Extracting lithium from these sources is an energy-intensive process. Large amounts are needed to pump water from its source into huge ponds, where the water evaporates, leaving behind salts. These salts are further processed and separated to obtain lithium-rich minerals.

All stages of the process use considerable quantities of fresh water, often in arid locations, where this resource is scarce. Up to two million litres of water are needed to extract a tonne of lithium, according to some estimates.

An obvious alternative is to obtain lithium from brines, such as seawater; the element is abundant in the world’s oceans. But at 0.1–0.2 parts per million, extracting the metal from these sources is challenging technically and, as is the case for lithium mining, it also has a considerable environmental footprint.

Lithium extraction from low quality brines

For these reasons, brines are not considered a dependable source. But, as materials scientists Ping He, Haosheng Zhou and their colleagues at Nanjing University in China explain in a Review article in Nature, there are ways to improve existing methods of separating lithium from lower-quality sources, such as developing chemicals that grab lithium more effectively or using special filters and electricity that can separate it out (S. Yang et al. Nature 636, 309–321; 2024).

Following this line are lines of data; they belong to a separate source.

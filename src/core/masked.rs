//! Masked raster grid: a plain numeric grid paired with a validity bitmap.
//!
//! Every operation propagates validity explicitly. A cell whose result is not
//! finite (division by zero, sqrt of a negative) becomes invalid instead of
//! leaking NaN or infinity into later reductions.
//!
//! Methods that combine a grid with another grid or mask check shapes and
//! return `RangesatError::Processing` on a mismatch. The arithmetic operators
//! panic instead, as ndarray's own operators do.

use crate::types::{BoolGrid, RangesatError, RangesatResult, Raster};
use ndarray::{s, Array2, Zip};
use std::ops::{Add, Div, Mul, Sub};

#[derive(Debug, Clone, PartialEq)]
pub struct MaskedGrid {
    values: Raster,
    valid: BoolGrid,
}

fn check_shape(expected: (usize, usize), got: (usize, usize), what: &str) -> RangesatResult<()> {
    if expected != got {
        return Err(RangesatError::Processing(format!(
            "{} shape {:?} does not match grid {:?}",
            what, got, expected
        )));
    }
    Ok(())
}

impl MaskedGrid {
    /// Pair a value grid with a validity bitmap of the same shape
    pub fn new(values: Raster, valid: BoolGrid) -> RangesatResult<Self> {
        if values.dim() != valid.dim() {
            return Err(RangesatError::Processing(format!(
                "Validity bitmap shape {:?} does not match value grid {:?}",
                valid.dim(),
                values.dim()
            )));
        }
        let valid = Zip::from(&valid)
            .and(&values)
            .map_collect(|&ok, &v| ok && v.is_finite());
        Ok(Self { values, valid })
    }

    /// Every finite cell is valid
    pub fn from_values(values: Raster) -> Self {
        let valid = values.mapv(f64::is_finite);
        Self { values, valid }
    }

    /// Cells equal to `nodata` are invalid
    pub fn with_nodata(values: Raster, nodata: Option<f64>) -> Self {
        let valid = match nodata {
            Some(nd) => values.mapv(|v| v.is_finite() && v != nd),
            None => values.mapv(f64::is_finite),
        };
        Self { values, valid }
    }

    pub fn constant(shape: (usize, usize), value: f64) -> Self {
        Self::from_values(Array2::from_elem(shape, value))
    }

    pub fn dim(&self) -> (usize, usize) {
        self.values.dim()
    }

    pub fn values(&self) -> &Raster {
        &self.values
    }

    pub fn valid(&self) -> &BoolGrid {
        &self.valid
    }

    pub fn is_valid(&self, row: usize, col: usize) -> bool {
        self.valid[[row, col]]
    }

    pub fn get(&self, row: usize, col: usize) -> Option<f64> {
        if self.valid[[row, col]] {
            Some(self.values[[row, col]])
        } else {
            None
        }
    }

    pub fn valid_count(&self) -> usize {
        self.valid.iter().filter(|&&v| v).count()
    }

    /// Invalidate every cell where `invalid` is true
    pub fn mask_where(&self, invalid: &BoolGrid) -> RangesatResult<Self> {
        check_shape(self.dim(), invalid.dim(), "Mask")?;
        let valid = Zip::from(&self.valid)
            .and(invalid)
            .map_collect(|&ok, &bad| ok && !bad);
        Ok(Self { values: self.values.clone(), valid })
    }

    pub fn map<F>(&self, f: F) -> Self
    where
        F: Fn(f64) -> f64,
    {
        let values = self.values.mapv(|v| f(v));
        let valid = Zip::from(&self.valid)
            .and(&values)
            .map_collect(|&ok, &v| ok && v.is_finite());
        Self { values, valid }
    }

    /// Cell-wise combination; valid where both inputs are valid and the result is finite
    pub fn zip_with<F>(&self, other: &MaskedGrid, f: F) -> RangesatResult<Self>
    where
        F: Fn(f64, f64) -> f64,
    {
        check_shape(self.dim(), other.dim(), "Operand")?;
        Ok(self.zip_unchecked(other, f))
    }

    fn zip_unchecked<F>(&self, other: &MaskedGrid, f: F) -> Self
    where
        F: Fn(f64, f64) -> f64,
    {
        let values = Zip::from(&self.values)
            .and(&other.values)
            .map_collect(|&a, &b| f(a, b));
        let valid = Zip::from(&self.valid)
            .and(&other.valid)
            .and(&values)
            .map_collect(|&va, &vb, &v| va && vb && v.is_finite());
        Self { values, valid }
    }

    pub fn abs(&self) -> Self {
        self.map(f64::abs)
    }

    pub fn sqrt(&self) -> Self {
        self.map(f64::sqrt)
    }

    /// Lower clip; invalid cells stay invalid
    pub fn clip_min(&self, min: f64) -> Self {
        self.map(|v| v.max(min))
    }

    /// Boolean grid, true where the cell is valid and strictly above `threshold`
    pub fn gt(&self, threshold: f64) -> BoolGrid {
        Zip::from(&self.values)
            .and(&self.valid)
            .map_collect(|&v, &ok| ok && v > threshold)
    }

    /// Keep values where `keep` is true and replace the rest with `fill`.
    /// Validity is unchanged.
    pub fn keep_where(&self, keep: &BoolGrid, fill: f64) -> RangesatResult<Self> {
        check_shape(self.dim(), keep.dim(), "Mask")?;
        let values = Zip::from(&self.values)
            .and(keep)
            .map_collect(|&v, &k| if k { v } else { fill });
        Ok(Self { values, valid: self.valid.clone() })
    }

    /// Round valid cells to the nearest integer
    pub fn round(&self) -> Self {
        self.map(f64::round)
    }

    /// Dense grid with invalid cells replaced by `fill`
    pub fn filled(&self, fill: f64) -> Raster {
        Zip::from(&self.values)
            .and(&self.valid)
            .map_collect(|&v, &ok| if ok { v } else { fill })
    }

    /// Valid values inside `region`, in row-major order
    pub fn values_in(&self, region: &BoolGrid) -> RangesatResult<Vec<f64>> {
        check_shape(self.dim(), region.dim(), "Region")?;
        let mut out = Vec::new();
        Zip::from(&self.values)
            .and(&self.valid)
            .and(region)
            .for_each(|&v, &ok, &inside| {
                if ok && inside {
                    out.push(v);
                }
            });
        Ok(out)
    }

    /// Sub-grid copy
    pub fn crop(&self, row_off: usize, col_off: usize, rows: usize, cols: usize) -> Self {
        let window = s![row_off..row_off + rows, col_off..col_off + cols];
        Self {
            values: self.values.slice(window).to_owned(),
            valid: self.valid.slice(window).to_owned(),
        }
    }
}

macro_rules! masked_binary_op {
    ($trait:ident, $method:ident, $op:tt) => {
        impl<'a, 'b> $trait<&'b MaskedGrid> for &'a MaskedGrid {
            type Output = MaskedGrid;

            fn $method(self, rhs: &'b MaskedGrid) -> MaskedGrid {
                self.zip_unchecked(rhs, |a, b| a $op b)
            }
        }

        impl<'a> $trait<f64> for &'a MaskedGrid {
            type Output = MaskedGrid;

            fn $method(self, rhs: f64) -> MaskedGrid {
                self.map(|a| a $op rhs)
            }
        }

        impl<'a> $trait<&'a MaskedGrid> for f64 {
            type Output = MaskedGrid;

            fn $method(self, rhs: &'a MaskedGrid) -> MaskedGrid {
                rhs.map(|b| self $op b)
            }
        }
    };
}

masked_binary_op!(Add, add, +);
masked_binary_op!(Sub, sub, -);
masked_binary_op!(Mul, mul, *);
// x / 0 yields a non-finite value, which the op marks invalid
masked_binary_op!(Div, div, /);

/// Count of cells true in both grids
pub fn count_both(a: &BoolGrid, b: &BoolGrid) -> RangesatResult<usize> {
    check_shape(a.dim(), b.dim(), "Mask")?;
    Ok(a.iter().zip(b.iter()).filter(|&(&x, &y)| x && y).count())
}

#[cfg(test)]
mod tests {
    use super::*;
    use ndarray::array;

    #[test]
    fn test_division_by_zero_is_masked() {
        let num = MaskedGrid::from_values(array![[1.0, 0.0], [2.0, 3.0]]);
        let den = MaskedGrid::from_values(array![[0.0, 0.0], [4.0, 1.0]]);

        let ratio = &num / &den;
        assert!(!ratio.is_valid(0, 0));
        assert!(!ratio.is_valid(0, 1));
        assert_eq!(ratio.get(1, 0), Some(0.5));
        assert_eq!(ratio.get(1, 1), Some(3.0));
        assert_eq!(ratio.valid_count(), 2);
    }

    #[test]
    fn test_validity_propagates_through_arithmetic() {
        let a = MaskedGrid::with_nodata(array![[1.0, -9999.0], [2.0, 3.0]], Some(-9999.0));
        let b = MaskedGrid::from_values(array![[1.0, 1.0], [1.0, 1.0]]);

        let sum = &(&a + &b) * 2.0;
        assert_eq!(sum.get(0, 0), Some(4.0));
        assert_eq!(sum.get(0, 1), None);
        assert_eq!(sum.filled(-1.0), array![[4.0, -1.0], [6.0, 8.0]]);
    }

    #[test]
    fn test_values_in_region_skips_invalid() {
        let grid = MaskedGrid::with_nodata(array![[1.0, 2.0], [-9999.0, 4.0]], Some(-9999.0));
        let region = array![[true, false], [true, true]];
        assert_eq!(grid.values_in(&region).unwrap(), vec![1.0, 4.0]);
    }

    #[test]
    fn test_threshold_ignores_invalid_cells() {
        let grid = MaskedGrid::with_nodata(array![[0.5, 0.9], [0.1, -9999.0]], Some(-9999.0))
            .mask_where(&array![[false, true], [false, false]])
            .unwrap();
        assert_eq!(grid.gt(0.3), array![[true, false], [false, false]]);
    }

    #[test]
    fn test_count_both() {
        let a = array![[true, false], [true, false]];
        assert_eq!(count_both(&a, &array![[true, true], [false, true]]).unwrap(), 1);
    }

    #[test]
    fn test_shape_mismatch_is_an_error() {
        let grid = MaskedGrid::constant((2, 2), 1.0);
        let mask = Array2::from_elem((3, 2), false);
        let other = MaskedGrid::constant((2, 3), 1.0);

        assert!(matches!(grid.mask_where(&mask), Err(RangesatError::Processing(_))));
        assert!(matches!(grid.keep_where(&mask, 0.0), Err(RangesatError::Processing(_))));
        assert!(matches!(grid.values_in(&mask), Err(RangesatError::Processing(_))));
        assert!(matches!(grid.zip_with(&other, |a, b| a + b), Err(RangesatError::Processing(_))));
        assert!(matches!(count_both(grid.valid(), &mask), Err(RangesatError::Processing(_))));

        let sum = grid.zip_with(&grid, |a, b| a + b).unwrap();
        assert_eq!(sum.get(1, 1), Some(2.0));
    }
}
//! Scene, raster and parcel I/O

pub mod geotiff;
pub mod metadata;
pub mod parcels;
pub mod scene_reader;

pub use metadata::{ProductId, SceneMetadata};
pub use parcels::{Parcel, ParcelSet};
pub use scene_reader::{Scene, SceneReader, SceneSummary};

The good news is that several techniques, from improved filters to better precipitation methods, are being developed to do just that. However, to fully exploit lower-quality lithium sources, the authors say, research needs to go back to the basics of understanding how low concentrations of tiny ions can be separated, and then build back up to improve on the technologies currently being developed.

Researchers are also examining alternatives to lithium, including sodium. The element sits directly below lithium in the periodic table, has similar chemical properties and is easier to source, but its atoms are heavier.

Extraction is only one part of the story. When it comes to the full process of producing lithium batteries, only one country has worked out what to do at scale: China’s government and companies have invested heavily in all stages of electric-vehicle development, including batteries. This is partly to satisfy domestic demand: more than half of new vehicles are electric.

Although the nation is responsible for mining around 20% of the world’s lithium, it refines almost 60%. When it comes to making lithium-ion battery components, China is responsible for making more than 80% of each battery part used globally. Other countries need to work out how they too can access this crucial energy source.

The final part of the picture is to improve the batteries themselves. Battery performance must be enhanced; they need to last longer and be fully or mostly recyclable. In all respects, lithium is the key.